- Etymology: From the Ojibwa "burnt shoreline"

Location
- Country: Canada
- Province: Ontario
- Regions: Central Ontario; Eastern Ontario;
- Counties: Hastings; Lennox and Addington;

Physical characteristics
- Source: Unnamed lake
- • location: Addington Highlands, Lennox and Addington County
- • coordinates: 44°40′43″N 77°07′44″W﻿ / ﻿44.67861°N 77.12889°W
- • elevation: 224 m (735 ft)
- Mouth: Skootamatta River
- • location: Tweed, Hastings County
- • coordinates: 44°34′28″N 77°14′26″W﻿ / ﻿44.57444°N 77.24056°W
- • elevation: 179 m (587 ft)
- Length: 22 km (14 mi)

Basin features
- River system: Great Lakes Basin

= Little Skootamatta Creek =

Little Skootamatta Creek is a creek in the Moira River and Lake Ontario drainage basins in Hastings and Lennox and Addington Counties in Ontario, Canada. The river's name is thought to come from Ojibwa words meaning "burnt shoreline".

==Course==
The creek begins at an unnamed lake about 3.5 km northeast of the community of Kaladar in Addington Highlands, Lennox and Addington County at an elevation of 224 m.
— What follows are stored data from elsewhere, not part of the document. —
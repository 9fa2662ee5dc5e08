//! ONNX cross-encoder producing one relevance logit per (query, document)
//! pair.
//!
//! Uses dual-sequence tokenization with longest-first truncation at the
//! configured max length, the standard BERT input tensors, and a `logits`
//! output of shape `[batch, 1]`.

use std::path::PathBuf;
use std::sync::{Mutex, PoisonError};

use engram_config::RerankConfig;
use tokenizers::{TruncationParams, TruncationStrategy};
use tracing::{debug, info};

use crate::error::SearchError;
use crate::rerank::PairScorer;

struct InferenceState {
    session: ort::session::Session,
    tokenizer: tokenizers::Tokenizer,
}

/// ONNX cross-encoder (default model: ms-marco-MiniLM-L-6-v2).
pub struct CrossEncoder {
    model_id: String,
    state: Mutex<Option<InferenceState>>,
}

impl CrossEncoder {
    /// Download (or resolve from cache) and load the cross-encoder.
    ///
    /// # Errors
    ///
    /// Returns [`SearchError::Rerank`] when the runtime, download,
    /// tokenizer, or session setup fails.
    pub fn new(config: &RerankConfig) -> Result<Self, SearchError> {
        engram_embed::runtime::ensure_runtime()
            .map_err(|e| SearchError::Rerank(e.to_string()))?;

        let (tokenizer, session) =
            load_model_files(config).map_err(|e| SearchError::Rerank(e.to_string()))?;

        info!(model = %config.model_id, "cross-encoder loaded");
        Ok(Self {
            model_id: config.model_id.clone(),
            state: Mutex::new(Some(InferenceState { session, tokenizer })),
        })
    }

    /// Model repo id, for diagnostics.
    #[must_use]
    pub fn model_id(&self) -> &str {
        &self.model_id
    }

    /// Release the model session. Idempotent.
    pub fn close(&self) {
        let mut guard = self.state.lock().unwrap_or_else(PoisonError::into_inner);
        if guard.take().is_some() {
            debug!(model = %self.model_id, "cross-encoder session released");
        }
    }
}

impl PairScorer for CrossEncoder {
    fn score_pairs(&self, query: &str, documents: &[String]) -> Result<Vec<f64>, SearchError> {
        if documents.is_empty() {
            return Ok(Vec::new());
        }
        let mut guard = self.state.lock().unwrap_or_else(PoisonError::into_inner);
        let state = guard
            .as_mut()
            .ok_or_else(|| SearchError::Rerank("cross-encoder is shut down".to_string()))?;
        run_inference(state, query, documents)
    }
}

fn load_model_files(
    config: &RerankConfig,
) -> Result<(tokenizers::Tokenizer, ort::session::Session), Box<dyn std::error::Error + Send + Sync>>
{
    let cache_dir = if config.cache_dir.is_empty() {
        dirs::home_dir()
            .unwrap_or_else(|| PathBuf::from("."))
            .join(".engram")
            .join("cache")
            .join("models")
    } else {
        PathBuf::from(&config.cache_dir)
    };

    let api = hf_hub::api::sync::ApiBuilder::new()
        .with_cache_dir(cache_dir)
        .build()?;
    let repo = api.model(config.model_id.clone());

    let model_path = repo
        .get("onnx/model.onnx")
        .or_else(|_| repo.get("model.onnx"))?;
    let tokenizer_path = repo.get("tokenizer.json")?;

    let mut tokenizer = tokenizers::Tokenizer::from_file(&tokenizer_path)
        .map_err(|e| format!("tokenizer load: {e}"))?;
    tokenizer
        .with_truncation(Some(TruncationParams {
            max_length: config.max_length,
            strategy: TruncationStrategy::LongestFirst,
            ..TruncationParams::default()
        }))
        .map_err(|e| format!("tokenizer truncation: {e}"))?;

    let session = ort::session::Session::builder()?
        .with_intra_threads(2)?
        .commit_from_file(&model_path)?;

    Ok((tokenizer, session))
}

fn run_inference(
    state: &mut InferenceState,
    query: &str,
    documents: &[String],
) -> Result<Vec<f64>, SearchError> {
    let fail = |msg: String| SearchError::Rerank(msg);

    let pairs: Vec<(String, String)> = documents
        .iter()
        .map(|doc| (query.to_string(), doc.clone()))
        .collect();
    let encodings = state
        .tokenizer
        .encode_batch(pairs, true)
        .map_err(|e| fail(format!("tokenize pairs: {e}")))?;

    let seq = encodings.iter().map(|e| e.get_ids().len()).max().unwrap_or(0);
    if seq == 0 {
        return Err(fail("empty tokenization".to_string()));
    }

    let batch = documents.len();
    let mut input_ids = vec![0_i64; batch * seq];
    let mut attention_mask = vec![0_i64; batch * seq];
    let mut token_type_ids = vec![0_i64; batch * seq];

    for (b, enc) in encodings.iter().enumerate() {
        let offset = b * seq;
        for (j, &id) in enc.get_ids().iter().take(seq).enumerate() {
            input_ids[offset + j] = i64::from(id);
        }
        for (j, &m) in enc.get_attention_mask().iter().take(seq).enumerate() {
            attention_mask[offset + j] = i64::from(m);
        }
        for (j, &t) in enc.get_type_ids().iter().take(seq).enumerate() {
            token_type_ids[offset + j] = i64::from(t);
        }
    }

    #[allow(clippy::cast_possible_wrap)]
    let shape = vec![batch as i64, seq as i64];

    let ids_tensor = ort::value::Tensor::from_array((shape.clone(), input_ids))
        .map_err(|e| fail(format!("input_ids tensor: {e}")))?;
    let mask_tensor = ort::value::Tensor::from_array((shape.clone(), attention_mask))
        .map_err(|e| fail(format!("attention_mask tensor: {e}")))?;
    let type_tensor = ort::value::Tensor::from_array((shape, token_type_ids))
        .map_err(|e| fail(format!("token_type_ids tensor: {e}")))?;

    let outputs = state
        .session
        .run(ort::inputs![
            "input_ids" => ids_tensor,
            "attention_mask" => mask_tensor,
            "token_type_ids" => type_tensor,
        ])
        .map_err(|e| fail(format!("inference: {e}")))?;

    let logits_value = outputs
        .get("logits")
        .unwrap_or_else(|| &outputs[0]);
    let (logits_shape, logits_data) = logits_value
        .try_extract_tensor::<f32>()
        .map_err(|e| fail(format!("extract logits: {e}")))?;

    #[allow(clippy::cast_sign_loss, clippy::cast_possible_truncation)]
    let dims: Vec<usize> = logits_shape.iter().map(|&d| d as usize).collect();
    if dims.first() != Some(&batch) {
        return Err(fail(format!(
            "unexpected logits shape {dims:?} for batch {batch}"
        )));
    }
    let stride = dims.get(1).copied().unwrap_or(1);

    Ok((0..batch)
        .map(|b| f64::from(logits_data[b * stride]))
        .collect())
}

#[cfg(test)]
mod tests {
    use super::*;
    use crate::rerank::{Reranker, RerankCandidate};

    // Real-model tests are ignored by default; run with:
    //   cargo test -p engram-search -- --ignored

    #[test]
    #[ignore = "downloads the ms-marco cross-encoder from the Hugging Face hub"]
    fn relevant_pair_scores_above_irrelevant_pair() {
        let encoder = CrossEncoder::new(&RerankConfig::default()).expect("model loads");
        let logits = encoder
            .score_pairs(
                "How to handle errors in Go?",
                &[
                    "Go error handling uses explicit return values.".to_string(),
                    "Chocolate cake requires three cups of flour.".to_string(),
                ],
            )
            .unwrap();
        assert!(
            logits[0] > logits[1],
            "relevant logit {:.3} should beat irrelevant {:.3}",
            logits[0],
            logits[1]
        );
    }

    #[test]
    #[ignore = "downloads the ms-marco cross-encoder from the Hugging Face hub"]
    fn go_candidate_wins_the_blended_rerank() {
        let encoder = CrossEncoder::new(&RerankConfig::default()).expect("model loads");
        let reranker = Reranker::new(Box::new(encoder), 0.7);

        let candidates = vec![
            RerankCandidate {
                id: "A".to_string(),
                content: "Python try/except error handling.".to_string(),
                score: 0.8,
                metadata: serde_json::Value::Null,
            },
            RerankCandidate {
                id: "B".to_string(),
                content: "Go error handling uses explicit return values.".to_string(),
                score: 0.6,
                metadata: serde_json::Value::Null,
            },
            RerankCandidate {
                id: "C".to_string(),
                content: "JavaScript Promise.catch async.".to_string(),
                score: 0.7,
                metadata: serde_json::Value::Null,
            },
        ];

        let results = reranker
            .rerank("How to handle errors in Go?", &candidates, 10)
            .unwrap();
        assert_eq!(results[0].id, "B");
    }
}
It flows southwest and flows under Ontario Highway 41, passing through several unnamed lakes and taking in several unnamed tributaries, including one from the right from Jacksons Lake. From that point, Ontario Highway 7 runs parallel to the creek. The creek continues southwest, is crossed by a Hydro One transmission line, and passes into Tweed, Hastings County. It reaches its mouth at the Skootamatta River, at an elevation of 179 m, about 7 km east of the community of Actinolite. The Skootamatta River flows via the Moira River into the Bay of Quinte on Lake Ontario at the location of Belleville.